Asked how the State can influence private and trust-owned practices to change, he says it is through locality planning processes, and funding and incentives to drive health to better meet community needs.

“I don’t expect the State to be a big owner of primary care practices. But I think the State, through its funding role, can incentivise and encourage more effective business models to provide better care.”

There’s the rub again, funding. And for the whole of Mr Little’s tenure, any critical comments were amplified by the lens of exhaustion wrought by COVID-19 on primary care.

Ultimately, like so many health ministers before him, here and abroad, he inherited a health portfolio with a huge overarching challenge – workforce.

What about the workers?

You can blame it on poor planning, on blind faith, on professional guilds keeping closed shops but the fact remains, no matter how well a system is structured, how lean and efficient, without a fit-for-purpose workforce, it fails.

And the past 30 years have seen a dramatic failure to do anything much other than tinker with workforce programmes and, in the area of general practice, to pretty much ignore the coming disaster of both GP and practice nurse retirement.

While Mr Little was far too late on the scene to have significant influence on workforce, he committed to tackling another key issue – the inequity in health outcomes. And that meant tackling institutional racism and the bias that has seen decades go by without any real improvement in health outcomes for Māori.

Mr Little took on board the findings of the Waitangi Tribunal’s Kaupapa Inquiry into Health Services and Outcomes. His Pae Ora (Healthy Futures) Act 2022 gave the Māori Health Authority, Te Aka Whai Ora, a greater leadership role than had been envisaged by Heather Simpson, chair of the major review destined to be known as the Simpson report. Under Mr Little, iwi Māori partnership boards have been introduced as te Tiriti partners.
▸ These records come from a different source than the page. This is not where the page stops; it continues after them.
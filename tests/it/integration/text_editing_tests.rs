//! Integration tests for double click and text editing.
//!
//! Tests cover:
//! - Double click on empty canvas opening a text element
//! - Submitting, and discarding blank text
//! - Entering a group or the point editor by double click
//! - Viewport helpers that depend on the edited element

use crate::helpers::*;
use inkboard::geometry::Point;
use inkboard::input::{EditorEvent, Key, Modifiers, PointerEvent};
use inkboard::types::ElementType;
use inkboard::{Editor, EditorMode};

fn double_click(editor: &mut Editor, x: f32, y: f32) {
    click(editor, x, y);
    editor.dispatch(EditorEvent::DoubleClick(PointerEvent::at(x, y))).unwrap();
}

// ============================================================================
// Text
// ============================================================================

#[test]
fn test_double_click_opens_text_editor() {
    let mut editor = TestEditorBuilder::new().build();
    double_click(&mut editor, 300.0, 300.0);

    assert_eq!(editor.mode(), EditorMode::EditingText);
    let text = only_of_kind(&editor, ElementType::Text);
    assert_eq!(editor.state().editing_element.as_ref(), Some(text.id()));
    // The host draws the element under edit itself
    assert!(editor.renderable_elements().is_empty());
}

#[test]
fn test_submit_selects_and_records() {
    let mut editor = TestEditorBuilder::new().build();
    let id = editor.start_text_editing(Point::new(50.0, 50.0), false);
    editor.update_text("hel");
    editor.submit_text("hello");

    let text = editor.scene().get_live_element(&id).cloned().unwrap();
    assert_eq!(text.text().map(|t| t.text.as_str()), Some("hello"));
    assert!(text.width > 0.0);
    assert!(editor.state().is_selected(&id));
    assert_eq!(editor.mode(), EditorMode::Idle);
    assert!(editor.history().can_undo());
    assert_eq!(editor.renderable_elements().len(), 1);
}

#[test]
fn test_blank_new_text_leaves_no_trace() {
    let mut editor = TestEditorBuilder::new().build();
    editor.start_text_editing(Point::new(50.0, 50.0), false);
    editor.submit_text("  ");

    assert!(editor.scene_elements().is_empty());
    assert!(!editor.history().can_undo());
}

#[test]
fn test_escape_submits_open_text() {
    let mut editor = TestEditorBuilder::new().build();
    let id = editor.start_text_editing(Point::new(50.0, 50.0), false);
    editor.update_text("note");
    press_key(&mut editor, Key::Escape, Modifiers::NONE);

    assert!(editor.state().editing_element.is_none());
    assert!(editor.scene().get_live_element(&id).is_some());
}

#[test]
fn test_editing_existing_text_reuses_it() {
    let mut editor = TestEditorBuilder::new().build();
    let id = editor.start_text_editing(Point::new(50.0, 50.0), false);
    editor.submit_text("first");
    let text = editor.scene().get_live_element(&id).cloned().unwrap();

    let center = Point::new(text.x + text.width / 2.0, text.y + text.height / 2.0);
    let again = editor.start_text_editing(center, false);
    assert_eq!(again, id);
    assert_eq!(editor.scene_elements().len(), 1);
}

// ============================================================================
// Groups and linear elements
// ============================================================================

#[test]
fn test_double_click_enters_group() {
    let mut editor = TestEditorBuilder::new()
        .with_element(filled_rect("a", 0.0, 0.0, 100.0, 100.0))
        .with_element(filled_rect("b", 200.0, 0.0, 100.0, 100.0))
        .build();
    press_key(&mut editor, Key::Char('a'), Modifiers::ctrl());
    press_key(&mut editor, Key::Char('g'), Modifiers::ctrl());
    let group = live(&editor, "a").group_ids[0].clone();

    editor.dispatch(EditorEvent::DoubleClick(PointerEvent::at(50.0, 50.0))).unwrap();

    assert_eq!(editor.state().editing_group_id, Some(group));
    assert_eq!(selected(&editor), [id("a")].into());
}

#[test]
fn test_double_click_on_selected_arrow_edits_points() {
    let mut editor = TestEditorBuilder::new().build();
    editor.select_tool(ElementType::Arrow);
    drag(&mut editor, (0.0, 0.0), (200.0, 0.0));
    let arrow = only_of_kind(&editor, ElementType::Arrow);

    editor.dispatch(EditorEvent::DoubleClick(PointerEvent::at(100.0, 0.0))).unwrap();

    let point_editor = editor.state().editing_linear_element.as_ref().map(|e| e.element_id.clone());
    assert_eq!(point_editor, Some(arrow.id().clone()));
}

#[test]
fn test_double_click_ignored_with_drawing_tool() {
    let mut editor = TestEditorBuilder::new().build();
    editor.select_tool(ElementType::Rectangle);
    editor.dispatch(EditorEvent::DoubleClick(PointerEvent::at(10.0, 10.0))).unwrap();

    assert!(editor.scene_elements().is_empty());
    assert_eq!(editor.mode(), EditorMode::Idle);
}

// ============================================================================
// Viewport and reset
// ============================================================================

#[test]
fn test_scroll_bars_follow_content() {
    let mut editor = TestEditorBuilder::new().build();
    editor.set_viewport(800.0, 600.0, 0.0, 0.0);
    let empty = editor.scroll_bars();
    assert!(empty.horizontal.is_none() && empty.vertical.is_none());

    editor.select_tool(ElementType::Rectangle);
    drag(&mut editor, (100.0, 100.0), (200.0, 200.0));
    let fits = editor.scroll_bars();
    assert!(fits.horizontal.is_none() && fits.vertical.is_none());

    // Past the bottom-right corner of the viewport
    editor.select_tool(ElementType::Rectangle);
    drag(&mut editor, (700.0, 500.0), (900.0, 700.0));
    let bars = editor.scroll_bars();
    assert!(bars.horizontal.is_some());
    assert!(bars.vertical.is_some());
}

#[test]
fn test_reset_scene_starts_over() {
    let mut editor = TestEditorBuilder::new()
        .with_element(filled_rect("a", 0.0, 0.0, 100.0, 100.0))
        .with_selection(&["a"])
        .build();
    editor.set_viewport(800.0, 600.0, 0.0, 0.0);
    editor.toggle_zen_mode();
    editor.reset_scene();

    assert!(editor.scene_elements().is_empty());
    assert!(selected(&editor).is_empty());
    assert!(!editor.state().zen_mode_enabled);
    assert_eq!(editor.state().width, 800.0);
    assert!(!editor.history().can_undo());
}
//! Bounding boxes in scene coordinates.

use super::{Element, ElementData};
use crate::geometry::{Bounds, Point};

/// Unrotated box of an element. For linear elements this is the span of
/// the points, which may extend left of or above the origin.
pub fn element_abs_coords(data: &ElementData) -> Bounds {
    if let Some(linear) = data.linear() {
        if linear.points.is_empty() {
            return Bounds::new(data.x, data.y, data.x, data.y);
        }
        let span = Bounds::from_points(linear.points.iter().copied());
        return Bounds::new(
            span.min_x + data.x,
            span.min_y + data.y,
            span.max_x + data.x,
            span.max_y + data.y,
        );
    }
    Bounds::new(data.x, data.y, data.x + data.width, data.y + data.height)
}

/// Rotation center.
pub fn element_center(data: &ElementData) -> Point {
    element_abs_coords(data).center()
}

/// Axis-aligned box that contains the rotated element.
pub fn element_bounds(data: &ElementData) -> Bounds {
    let abs = element_abs_coords(data);
    if data.angle == 0.0 {
        return abs;
    }
    let center = abs.center();
    if let Some(linear) = data.linear() {
        let origin = Point::new(data.x, data.y);
        return Bounds::from_points(
            linear
                .points
                .iter()
                .map(|p| (origin + *p).rotate_around(center, data.angle)),
        );
    }
    Bounds::from_points(
        abs.corners()
            .into_iter()
            .map(|c| c.rotate_around(center, data.angle)),
    )
}

/// Union of [`element_bounds`] over `elements`. `None` when the iterator is empty.
pub fn common_bounds<'a, I>(elements: I) -> Option<Bounds>
where
    I: IntoIterator<Item = &'a Element>,
{
    elements
        .into_iter()
        .map(|el| element_bounds(el))
        .reduce(|a, b| a.union(&b))
}

/// Scene position of a linear element's point, rotation applied.
pub fn linear_point_global(data: &ElementData, index: usize) -> Option<Point> {
    let linear = data.linear()?;
    let p = *linear.points.get(index)?;
    let center = element_center(data);
    Some((Point::new(data.x, data.y) + p).rotate_around(center, data.angle))
}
Māori providers and iwi are suffering the same workforce issues as the wider sector and the expectations wrought by the reforms are testing the capacity of providers and policy-makers.

I have enjoyed referring to the current reforms as the big Little revolution, because there is no doubt Mr Little has opened doors that will not be shut, no matter what opposition parties suggest.

But, in the meantime, with all the will in the world, general practice and wider primary care cannot significantly change models of care or breadth of healthcare delivery while the funding model for general practice fails those with high needs, and while various primary care NGOs are burdened with multiple contracts.

Change is promised but not until localities are in place. And, so, we wait.